[Activity]
Return each line of the entries that mentions the word "lock".

[Data listing]

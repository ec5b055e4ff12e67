//! # Run a work unit's body once.
//!
//! Executes the [`Task`] body with an optional timeout, isolates panics, and maps
//! the result to a terminal [`WorkStatus`].
//!
//! ## Outcome mapping
//! ```text
//! task.run() → Ok(())               → Completed
//! task.run() → Err(Canceled)        → Canceled
//! task.run() → Err(Fail/Timeout)    → Faulted
//! task.run() → panic                → Faulted (reason "task_panic")
//! timeout exceeded → cancel child   → publish TimeoutHit → Faulted
//! ```
//!
//! ## Rules
//! - Publishes `WorkStarted` before the body runs and `TimeoutHit` on timeout
//! - `WorkFinished` is published by the caller *after* the state is stored
//! - Derives a **child token** for the run; cancelling it never affects the parent

use std::panic::AssertUnwindSafe;
use std::time::Duration;

use futures::FutureExt;
use tokio::time;
use tokio_util::sync::CancellationToken;

use crate::{
    error::TaskError,
    events::{Bus, Event, EventKind},
    tasks::{Task, WorkStatus},
};

/// Terminal state of one run plus an optional failure description.
#[derive(Debug, Clone, PartialEq, Eq)]
pub(crate) struct RunOutcome {
    pub status: WorkStatus,
    pub reason: Option<String>,
}

/// Executes `task` once under `parent`, bounded by `timeout` when set.
pub(crate) async fn run_once<T: Task + ?Sized>(
    task: &T,
    parent: &CancellationToken,
    timeout: Option<Duration>,
    name: &str,
    bus: &Bus,
) -> RunOutcome {
    let child = parent.child_token();
    bus.publish(Event::new(EventKind::WorkStarted).with_task(name));

    let body = AssertUnwindSafe(task.run(child.clone())).catch_unwind();
    let res = if let Some(dur) = timeout.filter(|d| *d > Duration::ZERO) {
        match time::timeout(dur, body).await {
            Ok(r) => r,
            Err(_elapsed) => {
                child.cancel();
                publish_timeout(bus, name, dur);
                Ok(Err(TaskError::Timeout { timeout: dur }))
            }
        }
    } else {
        body.await
    };

    match res {
        Ok(Ok(())) => RunOutcome {
            status: WorkStatus::Completed,
            reason: None,
        },
        Ok(Err(TaskError::Canceled)) => RunOutcome {
            status: WorkStatus::Canceled,
            reason: None,
        },
        Ok(Err(e)) => RunOutcome {
            status: WorkStatus::Faulted,
            reason: Some(e.to_string()),
        },
        Err(_panic) => RunOutcome {
            status: WorkStatus::Faulted,
            reason: Some("task_panic".to_string()),
        },
    }
}

/// Publishes `WorkFinished` with the terminal state of the run.
pub(crate) fn publish_finished(bus: &Bus, name: &str, outcome: &RunOutcome) {
    let mut ev = Event::new(EventKind::WorkFinished)
        .with_task(name)
        .with_work_status(outcome.status);
    if let Some(reason) = &outcome.reason {
        ev = ev.with_reason(reason.as_str());
    }
    bus.publish(ev);
}

/// Publishes `TimeoutHit` (the run is then reported as faulted).
fn publish_timeout(bus: &Bus, name: &str, dur: Duration) {
    bus.publish(
        Event::new(EventKind::TimeoutHit)
            .with_task(name)
            .with_timeout(dur),
    );
}
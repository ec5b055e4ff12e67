//! # Shared cancellation handle.
//!
//! [`CancelHandle`] is the capability used to request cooperative cancellation of a
//! work unit. It wraps a [`CancellationToken`] together with a shared "released" flag
//! and a list of one-shot cancellation callbacks.
//!
//! ## Rules
//! - Cloning is cheap; every clone has equal standing (caller and registry alike).
//! - `cancel()` is idempotent: the token stays cancelled, callbacks run only once.
//! - After `release()` every clone reports [`CancelError::Released`] on `cancel()`.
//! - Callback failures (errors or panics) are aggregated into [`CancelError::Callbacks`];
//!   the token is cancelled regardless.
//! - Registering a callback and cancelling are serialized on the callback lock, so a
//!   callback accepted by `on_cancel` always runs exactly once.

use std::fmt;
use std::panic::{AssertUnwindSafe, catch_unwind};
use std::sync::atomic::{AtomicBool, Ordering};
use std::sync::{Arc, Mutex, MutexGuard, PoisonError};

use tokio_util::sync::CancellationToken;

use crate::error::CancelError;

type Callback = Box<dyn FnOnce() -> Result<(), String> + Send + 'static>;

struct Shared {
    released: AtomicBool,
    callbacks: Mutex<Vec<Callback>>,
}

/// Reference-counted cancellation capability.
///
/// ## Example
/// ```rust
/// use taskkeeper::CancelHandle;
///
/// let handle = CancelHandle::new();
/// let theirs = handle.clone();
/// theirs.cancel().unwrap();
/// assert!(handle.is_cancelled());
/// ```
#[derive(Clone)]
pub struct CancelHandle {
    token: CancellationToken,
    shared: Arc<Shared>,
}

impl CancelHandle {
    /// Creates a new, uncancelled handle.
    pub fn new() -> Self {
        Self::from_token(CancellationToken::new())
    }

    /// Wraps an existing token (e.g. a child of an application-wide token).
    pub fn from_token(token: CancellationToken) -> Self {
        Self {
            token,
            shared: Arc::new(Shared {
                released: AtomicBool::new(false),
                callbacks: Mutex::new(Vec::new()),
            }),
        }
    }

    /// Returns a clone of the underlying token, to be observed by the work unit.
    pub fn token(&self) -> CancellationToken {
        self.token.clone()
    }

    /// True once cancellation has been requested through any clone.
    pub fn is_cancelled(&self) -> bool {
        self.token.is_cancelled()
    }

    /// True once the handle has been released.
    pub fn is_released(&self) -> bool {
        self.shared.released.load(Ordering::Acquire)
    }

    /// Registers a callback that runs on the first cancellation request.
    ///
    /// Returns `false`, dropping the callback without running it, if the handle was
    /// already cancelled or released.
    pub fn on_cancel<F>(&self, f: F) -> bool
    where
        F: FnOnce() -> Result<(), String> + Send + 'static,
    {
        let mut callbacks = self.callbacks();
        if self.token.is_cancelled() || self.is_released() {
            return false;
        }
        callbacks.push(Box::new(f));
        true
    }

    fn callbacks(&self) -> MutexGuard<'_, Vec<Callback>> {
        self.shared
            .callbacks
            .lock()
            .unwrap_or_else(PoisonError::into_inner)
    }

    /// Requests cancellation.
    ///
    /// Returns immediately; the work unit must observe the token and stop on its own.
    pub fn cancel(&self) -> Result<(), CancelError> {
        if self.is_released() {
            return Err(CancelError::Released);
        }

        let callbacks = {
            let mut guard = self.callbacks();
            self.token.cancel();
            std::mem::take(&mut *guard)
        };

        let errors: Vec<String> = callbacks
            .into_iter()
            .filter_map(|cb| match catch_unwind(AssertUnwindSafe(cb)) {
                Ok(Ok(())) => None,
                Ok(Err(e)) => Some(e),
                Err(_) => Some("callback panicked".to_string()),
            })
            .collect();

        if errors.is_empty() {
            Ok(())
        } else {
            Err(CancelError::Callbacks { errors })
        }
    }

    /// Releases the handle; subsequent `cancel()` calls on any clone fail with `Released`.
    ///
    /// Pending callbacks are dropped. Idempotent.
    pub fn release(&self) {
        let mut callbacks = self.callbacks();
        self.shared.released.store(true, Ordering::Release);
        callbacks.clear();
    }
}

impl Default for CancelHandle {
    fn default() -> Self {
        Self::new()
    }
}

impl fmt::Debug for CancelHandle {
    fn fmt(&self, f: &mut fmt::Formatter<'_>) -> fmt::Result {
        f.debug_struct("CancelHandle")
            .field("cancelled", &self.is_cancelled())
            .field("released", &self.is_released())
            .finish()
    }
}
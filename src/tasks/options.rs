//! # Per-registration options.

use std::time::Duration;

use crate::config::Config;

/// Options applied when a task is registered.
///
/// ## Example
/// ```rust
/// use std::time::Duration;
/// use taskkeeper::CreationOptions;
///
/// let opts = CreationOptions::new().with_timeout(Duration::from_secs(30));
/// assert_eq!(opts.timeout(), Some(Duration::from_secs(30)));
/// ```
#[derive(Clone, Copy, Debug, Default, PartialEq, Eq)]
pub struct CreationOptions {
    timeout: Option<Duration>,
}

impl CreationOptions {
    /// Options that inherit every default from the manager's [`Config`].
    pub fn new() -> Self {
        Self::default()
    }

    /// Bounds the run of the work unit; exceeding it faults the unit.
    pub fn with_timeout(mut self, timeout: Duration) -> Self {
        self.timeout = Some(timeout);
        self
    }

    /// Returns the explicit run timeout, if any.
    pub fn timeout(&self) -> Option<Duration> {
        self.timeout
    }

    /// Resolves the effective run timeout (`0s` means none).
    pub(crate) fn resolve_timeout(&self, cfg: &Config) -> Option<Duration> {
        self.timeout
            .or_else(|| cfg.default_timeout())
            .filter(|d| *d > Duration::ZERO)
    }
}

[Task output]
//! - Registering a callback and cancelling are serialized on the callback lock, so a
            .lock()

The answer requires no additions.